[WHAT NEEDS TO BE DONE] In the records below, find each line containing the word "they" and copy it.

(Collected data)
[Start of section]

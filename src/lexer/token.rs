//! Token model for the SQL lexer.

/// The kind of a lexed token.
///
/// `Comment` and `Whitespace` tokens are produced by the lexer so byte
/// offsets stay accurate, but they are dropped before statements reach
/// the table walker.
#[derive(Debug, Clone, Copy, PartialEq, Eq)]
pub enum TokenKind {
    Keyword,
    Identifier,
    QuotedIdentifier,
    String,
    Number,
    Punctuation,
    Comment,
    Whitespace,
}

/// A single lexed token: kind, raw text, and byte offset into the
/// original script. Immutable once produced.
#[derive(Debug, Clone, PartialEq, Eq)]
pub struct Token {
    pub kind: TokenKind,
    pub text: String,
    pub offset: usize,
}

impl Token {
    /// Check whether this token is the given keyword (case-insensitive).
    #[inline]
    pub fn is_keyword(&self, word: &str) -> bool {
        self.kind == TokenKind::Keyword && self.text.eq_ignore_ascii_case(word)
    }

    /// Check whether this token is the given punctuation character.
    #[inline]
    pub fn is_punct(&self, c: char) -> bool {
        self.kind == TokenKind::Punctuation && self.text.chars().eq(std::iter::once(c))
    }

    /// Check whether this token can name a table, alias, or CTE.
    #[inline]
    pub fn is_name(&self) -> bool {
        matches!(
            self.kind,
            TokenKind::Identifier | TokenKind::QuotedIdentifier
        )
    }

    /// The identifier this token names, with any surrounding quotes
    /// removed. Quoted identifiers keep their exact inner text, so a
    /// reserved word used as a table name (e.g. `` `from` ``) comes back
    /// literally.
    pub fn name(&self) -> Option<String> {
        match self.kind {
            TokenKind::Identifier => Some(self.text.clone()),
            TokenKind::QuotedIdentifier => Some(unquote(&self.text)),
            _ => None,
        }
    }
}

/// Strip the surrounding quote characters from a quoted identifier and
/// collapse doubled quotes. An unterminated identifier (closed by end of
/// input) has no trailing quote to strip.
fn unquote(text: &str) -> String {
    let mut chars = text.chars();
    let Some(quote) = chars.next() else {
        return String::new();
    };
    let inner = chars.as_str();
    let inner = inner.strip_suffix(quote).unwrap_or(inner);
    let doubled: String = [quote, quote].iter().collect();
    inner.replace(&doubled, &quote.to_string())
}
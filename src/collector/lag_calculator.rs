use crate::collector::{CommittedOffsets, LogSizes};
use std::collections::BTreeMap;
use tracing::debug;

pub struct LagCalculator;

impl LagCalculator {
    /// Lag of a group on one partition, defined only when both the log-end
    /// offset and the committed offset were sampled. Negative values are kept:
    /// they mean the log shrank below the commit (truncation or compaction).
    ///
    /// Broker offsets are non-negative; a difference outside `i64` yields
    /// `None` rather than a wrapped value.
    pub fn lag(log_end: Option<i64>, committed: Option<i64>) -> Option<i64> {
        let (log_end, committed) = (log_end?, committed?);
        let lag = log_end.checked_sub(committed);
        if lag.is_none() {
            debug!(log_end, committed, "Lag outside the offset range, omitted");
        }
        lag
    }

    /// Lag for every committed partition of a group on one topic.
    pub fn partition_lags(
        log_sizes: &LogSizes,
        offsets: &CommittedOffsets,
    ) -> BTreeMap<i32, Option<i64>> {
        offsets
            .iter()
            .map(|(partition, offset)| {
                let lag = Self::lag(log_sizes.get(partition).copied(), Some(*offset));
                (*partition, lag)
            })
            .collect()
    }
}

[End of section]

[REPLY]
/// offsets stay accurate, but they are dropped before statements reach
    /// they mean the log shrank below the commit (truncation or compaction).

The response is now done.